WORK INSTRUCTIONS —
Transcribe each of the entries exactly.
:: DATASET ENTRIES
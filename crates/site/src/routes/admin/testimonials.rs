//! Testimonial CRUD and avatars.

use axum::{
    Json,
    extract::{Multipart, Path, State},
};
use serde::Deserialize;
use serde_json::Value;
use tracing::instrument;

use lakeside_core::{Rating, TestimonialId};

use super::success;
use crate::collections::{CollectionError, OrderedCollection, catalogue};
use crate::db::TestimonialRepository;
use crate::error::Result;
use crate::middleware::RequireAdminAuth;
use crate::models::testimonial::{Testimonial, TestimonialDraft};
use crate::routes::forms::{FormOrJson, UploadForm};
use crate::services::required;
use crate::state::AppState;

fn testimonials(state: &AppState) -> OrderedCollection<'_, TestimonialRepository<'_>> {
    OrderedCollection::new(
        TestimonialRepository::new(state.pool()),
        &catalogue::TESTIMONIALS,
        state.uploads(),
    )
}

#[derive(Debug, Default, Deserialize)]
#[serde(default)]
pub struct TestimonialForm {
    pub name: String,
    pub role: String,
    pub quote: String,
    /// Clamped to 1..=5; missing means 5.
    pub rating: Option<i64>,
}

impl TestimonialForm {
    fn into_draft(self) -> std::result::Result<TestimonialDraft, CollectionError> {
        Ok(TestimonialDraft {
            name: required(&self.name, "Name")?,
            quote: required(&self.quote, "Quote")?,
            role: self.role.trim().to_owned(),
            rating: Rating::from_input(self.rating),
        })
    }
}

/// GET /admin/testimonials
///
/// # Errors
///
/// Returns 500 if the query fails.
pub async fn list(
    _admin: RequireAdminAuth,
    State(state): State<AppState>,
) -> Result<Json<Vec<Testimonial>>> {
    Ok(Json(testimonials(&state).list(()).await?))
}

/// POST /admin/testimonials
///
/// # Errors
///
/// Returns 400 if name or quote is blank or 10 testimonials already exist.
#[instrument(skip_all)]
pub async fn create(
    _admin: RequireAdminAuth,
    State(state): State<AppState>,
    FormOrJson(form): FormOrJson<TestimonialForm>,
) -> Result<Json<Testimonial>> {
    let draft = form.into_draft()?;
    let saved = testimonials(&state).add((), vec![draft]).await?;
    let created = saved
        .into_iter()
        .next()
        .ok_or_else(|| CollectionError::Validation("nothing was saved".to_owned()))?;
    Ok(Json(created))
}

/// PUT /admin/testimonials/{id}
///
/// # Errors
///
/// Returns 400 if name or quote is blank, 404 for an unknown id.
#[instrument(skip(_admin, state, form))]
pub async fn update(
    _admin: RequireAdminAuth,
    State(state): State<AppState>,
    Path(id): Path<TestimonialId>,
    FormOrJson(form): FormOrJson<TestimonialForm>,
) -> Result<Json<Testimonial>> {
    let draft = form.into_draft()?;
    Ok(Json(testimonials(&state).update(id, draft).await?))
}

/// DELETE /admin/testimonials/{id}
///
/// # Errors
///
/// Returns 500 if the query fails.
pub async fn remove(
    _admin: RequireAdminAuth,
    State(state): State<AppState>,
    Path(id): Path<TestimonialId>,
) -> Result<Json<Value>> {
    testimonials(&state).delete(id).await?;
    Ok(success())
}

/// Replace the avatar; the previous file is removed.
///
/// POST /admin/testimonials/{id}/avatar
///
/// # Errors
///
/// Returns 400 for a missing or non-image file, 404 for an unknown id.
#[instrument(skip(_admin, state, body))]
pub async fn set_avatar(
    _admin: RequireAdminAuth,
    State(state): State<AppState>,
    Path(id): Path<TestimonialId>,
    body: Multipart,
) -> Result<Json<Testimonial>> {
    let file = UploadForm::read(body).await?.take_one("avatar", "Avatar image")?;
    Ok(Json(testimonials(&state).replace_image(id, file).await?))
}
::::
EXPECTED ANSWER —
filename crates/site/src/routes/admin/testimonials.rs
//! Testimonial CRUD and avatars.

use axum::{
    Json,
    extract::{Multipart, Path, State},
};
use serde::Deserialize;
use serde_json::Value;
use tracing::instrument;

use lakeside_core::{Rating, TestimonialId};

use super::success;
use crate::collections::{CollectionError, OrderedCollection, catalogue};
use crate::db::TestimonialRepository;
use crate::error::Result;
use crate::middleware::RequireAdminAuth;
use crate::models::testimonial::{Testimonial, TestimonialDraft};
use crate::routes::forms::{FormOrJson, UploadForm};
use crate::services::required;
use crate::state::AppState;

fn testimonials(state: &AppState) -> OrderedCollection<'_, TestimonialRepository<'_>> {
    OrderedCollection::new(
        TestimonialRepository::new(state.pool()),
        &catalogue::TESTIMONIALS,
        state.uploads(),
    )
}

#[derive(Debug, Default, Deserialize)]
#[serde(default)]
pub struct TestimonialForm {
    pub name: String,
    pub role: String,
    pub quote: String,
    /// Clamped to 1..=5; missing means 5.
    pub rating: Option<i64>,
}

impl TestimonialForm {
    fn into_draft(self) -> std::result::Result<TestimonialDraft, CollectionError> {
        Ok(TestimonialDraft {
            name: required(&self.name, "Name")?,
            quote: required(&self.quote, "Quote")?,
            role: self.role.trim().to_owned(),
            rating: Rating::from_input(self.rating),
        })
    }
}

/// GET /admin/testimonials
///
/// # Errors
///
/// Returns 500 if the query fails.
pub async fn list(
    _admin: RequireAdminAuth,
    State(state): State<AppState>,
) -> Result<Json<Vec<Testimonial>>> {
    Ok(Json(testimonials(&state).list(()).await?))
}

/// POST /admin/testimonials
///
/// # Errors
///
/// Returns 400 if name or quote is blank or 10 testimonials already exist.
#[instrument(skip_all)]
pub async fn create(
    _admin: RequireAdminAuth,
    State(state): State<AppState>,
    FormOrJson(form): FormOrJson<TestimonialForm>,
) -> Result<Json<Testimonial>> {
    let draft = form.into_draft()?;
    let saved = testimonials(&state).add((), vec![draft]).await?;
    let created = saved
        .into_iter()
        .next()
        .ok_or_else(|| CollectionError::Validation("nothing was saved".to_owned()))?;
    Ok(Json(created))
}

/// PUT /admin/testimonials/{id}
///
/// # Errors
///
/// Returns 400 if name or quote is blank, 404 for an unknown id.
#[instrument(skip(_admin, state, form))]
pub async fn update(
    _admin: RequireAdminAuth,
    State(state): State<AppState>,
    Path(id): Path<TestimonialId>,
    FormOrJson(form): FormOrJson<TestimonialForm>,
) -> Result<Json<Testimonial>> {
    let draft = form.into_draft()?;
    Ok(Json(testimonials(&state).update(id, draft).await?))
}

/// DELETE /admin/testimonials/{id}
///
/// # Errors
///
/// Returns 500 if the query fails.
pub async fn remove(
    _admin: RequireAdminAuth,
    State(state): State<AppState>,
    Path(id): Path<TestimonialId>,
) -> Result<Json<Value>> {
    testimonials(&state).delete(id).await?;
    Ok(success())
}

/// Replace the avatar; the previous file is removed.
///
/// POST /admin/testimonials/{id}/avatar
///
/// # Errors
///
/// Returns 400 for a missing or non-image file, 404 for an unknown id.
#[instrument(skip(_admin, state, body))]
pub async fn set_avatar(
    _admin: RequireAdminAuth,
    State(state): State<AppState>,
    Path(id): Path<TestimonialId>,
    body: Multipart,
) -> Result<Json<Testimonial>> {
    let file = UploadForm::read(body).await?.take_one("avatar", "Avatar image")?;
    Ok(Json(testimonials(&state).replace_image(id, file).await?))
}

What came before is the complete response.